-- DATA SUPPLIED follows --

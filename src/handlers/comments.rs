use axum::{extract::State, http::StatusCode, response::Json};
use uuid::Uuid;
use validator::Validate;

use crate::{
    AppState,
    auth::{AuthUser, OptionalAuthUser},
    error::Result,
    extract::{AppJson, AppPath},
    models::{CommentResponse, CreateCommentRequest, CreatedComment},
    services::comment_service,
};

pub async fn create_comment(
    State(state): State<AppState>,
    auth_user: AuthUser,
    AppPath(post_id): AppPath<Uuid>,
    AppJson(payload): AppJson<CreateCommentRequest>,
) -> Result<(StatusCode, Json<CreatedComment>)> {
    payload.validate()?;

    let comment_id =
        comment_service::create_comment(&state.db, post_id, auth_user.user_id, &payload).await?;

    Ok((
        StatusCode::CREATED,
        Json(CreatedComment {
            message: "Comment created successfully".to_string(),
            comment_id,
        }),
    ))
}

pub async fn get_post_comments(
    State(state): State<AppState>,
    AppPath(post_id): AppPath<Uuid>,
    auth_user: OptionalAuthUser,
) -> Result<Json<Vec<CommentResponse>>> {
    let comments =
        comment_service::get_post_comments(&state.db, post_id, auth_user.user_id()).await?;

    Ok(Json(comments))
}

pub async fn delete_comment(
    State(state): State<AppState>,
    auth_user: AuthUser,
    AppPath(comment_id): AppPath<Uuid>,
) -> Result<StatusCode> {
    comment_service::delete_comment(&state.db, comment_id, auth_user.user_id).await?;

    Ok(StatusCode::NO_CONTENT)
}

-- DATA SUPPLIED concluded --

AIM OF THE EXERCISE: Pick each line holding the word "extract" out of the listing.

ANSWER TO THIS TASK:
use axum::{extract::State, http::StatusCode, response::Json};
    extract::{AppJson, AppPath},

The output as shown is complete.